# [What needs to be done]
Retrieve every line of the data holding the word "struct".

# [Listed entries]
......

//! Loader for factcheck configuration with YAML + environment overlays.
//!
//! Sources are merged in this order, later ones winning:
//!
//! 1. built-in defaults (every section is optional)
//! 2. YAML files and inline YAML snippets, in the order they were added
//! 3. `FACTCHECK__<SECTION>__<KEY>` environment variables
//!
//! After merging, every string value has `${VAR}` / `$VAR` references
//! expanded from the process environment, recursively up to a fixed depth.
//!
//! ```yaml
//! version: "1"
//! gateway:
//!   endpoint: https://api.openai.com/v1/chat/completions
//!   api_key: "${OPENAI_API_KEY}"
//!   timeout_secs: 30
//! verification:
//!   model: claude-3.5-sonnet
//!   credibility_min: 0.7
//!   recency_window_months: 3
//! logging:
//!   format: json
//! ```
use config::{Config, ConfigError, Environment, File};
use factcheck_common::observability::LoggingConfig;
use factcheck_common::{FetchConfig, GatewayConfig, VerificationConfig};
use serde::Deserialize;
use serde_json::Value;
use std::path::Path;

const MAXIMUM_ENV_EXPANSION_DEPTH: usize = 8;
const ENV_PREFIX: &str = "FACTCHECK";

#[derive(Debug, Clone, Default, PartialEq, Deserialize)]
#[serde(default)]
pub struct FactcheckConfig {
    pub version: Option<String>,
    pub gateway: GatewayConfig,
    pub verification: VerificationConfig,
    pub fetch: FetchConfig,
    pub logging: LoggingConfig,
}

fn expand_env_in_value(v: &mut Value) {
    match v {
        Value::String(s) => {
            if s.contains('$') {
                let mut cur = std::mem::take(s);
                for _ in 0..MAXIMUM_ENV_EXPANSION_DEPTH {
                    let expanded = match shellexpand::env(&cur) {
                        Ok(cow) => cow.into_owned(),
                        Err(_) => cur.clone(),
                    };
                    if expanded == cur {
                        break;
                    }
                    cur = expanded;
                }
                *s = cur;
            }
        }
        Value::Array(arr) => arr.iter_mut().for_each(expand_env_in_value),
        Value::Object(obj) => obj.values_mut().for_each(expand_env_in_value),
        _ => {}
    }
}

/// Builder hides the `config` crate wiring (YAML + env overrides).
pub struct FactcheckConfigLoader {
    files: config::ConfigBuilder<config::builder::DefaultState>,
}

impl Default for FactcheckConfigLoader {
    fn default() -> Self {
        Self::new()
    }
}

impl FactcheckConfigLoader {
    /// Start with no files; environment overrides are applied at [`load`](Self::load).
    ///
    /// ```
    /// use factcheck_config::FactcheckConfigLoader;
    ///
    /// let config = FactcheckConfigLoader::new()
    ///     .with_yaml_str("version: '1'")
    ///     .load()
    ///     .expect("valid config");
    ///
    /// assert_eq!(config.version.as_deref(), Some("1"));
    /// assert_eq!(config.verification.credibility_min, 0.7);
    /// ```
    pub fn new() -> Self {
        Self {
            files: Config::builder(),
        }
    }

    /// Attach a required YAML/TOML/JSON file; the format is inferred from the suffix.
    pub fn with_file<P: AsRef<Path>>(mut self, path: P) -> Self {
        self.files = self
            .files
            .add_source(File::from(path.as_ref()).required(true));
        self
    }

    /// Attach a file that may be absent, for deployments configured purely
    /// through the environment.
    pub fn with_optional_file<P: AsRef<Path>>(mut self, path: P) -> Self {
        self.files = self
            .files
            .add_source(File::from(path.as_ref()).required(false));
        self
    }

    /// Allow tests/CLI to merge inline YAML snippets.
    pub fn with_yaml_str(mut self, yaml: &str) -> Self {
        self.files = self
            .files
            .add_source(File::from_str(yaml, config::FileFormat::Yaml));
        self
    }

    /// Consume the builder and deserialize the merged sources into strongly typed config.
    ///
    /// ```
    /// use factcheck_config::FactcheckConfigLoader;
    ///
    /// unsafe { std::env::set_var("DOC_GATEWAY_TOKEN", "injected-from-env"); }
    ///
    /// let config = FactcheckConfigLoader::new()
    ///     .with_yaml_str(r#"
    /// gateway:
    ///   api_key: "${DOC_GATEWAY_TOKEN}"
    /// verification:
    ///   model: "gpt-4o"
    ///   credibility_min: 0.75
    /// "#)
    ///     .load()
    ///     .expect("valid configuration");
    ///
    /// assert_eq!(config.gateway.api_key.as_deref(), Some("injected-from-env"));
    /// assert_eq!(config.verification.model, "gpt-4o");
    /// assert_eq!(config.verification.credibility_min, 0.75);
    /// assert_eq!(config.gateway.timeout_secs, 30);
    ///
    /// unsafe { std::env::remove_var("DOC_GATEWAY_TOKEN"); }
    /// ```
    pub fn load(self) -> Result<FactcheckConfig, ConfigError> {
        let cfg = self
            .files
            .add_source(
                Environment::with_prefix(ENV_PREFIX)
                    .prefix_separator("__")
                    .separator("__"),
            )
            .build()?;

        let mut v: Value = cfg.try_deserialize()?;
        expand_env_in_value(&mut v);

        // Environment values arrive as strings; `config` converts them to
        // each field's type, in either direction.
        let typed: FactcheckConfig = Config::try_from(&v)?.try_deserialize()?;
        validate(&typed)?;
        Ok(typed)
    }
}

fn validate(cfg: &FactcheckConfig) -> Result<(), ConfigError> {
    let v = &cfg.verification;
    let thresholds = [
        ("verification.credibility_min", v.credibility_min),
        ("verification.semantic_confidence_min", v.semantic_confidence_min),
        (
            "verification.cross_reference_confidence_min",
            v.cross_reference_confidence_min,
        ),
        ("verification.recency_confidence_min", v.recency_confidence_min),
    ];
    for (name, value) in thresholds {
        if !(0.0..=1.0).contains(&value) {
            return Err(ConfigError::Message(format!(
                "{name} must be within [0, 1], got {value}"
            )));
        }
    }
    if v.model.trim().is_empty() {
        return Err(ConfigError::Message(
            "verification.model must not be empty".into(),
        ));
    }
    if cfg.gateway.endpoint.trim().is_empty() {
        return Err(ConfigError::Message(
            "gateway.endpoint must not be empty".into(),
        ));
    }
    Ok(())
}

......

# [Expected answer]
pub struct FactcheckConfig {
pub struct FactcheckConfigLoader {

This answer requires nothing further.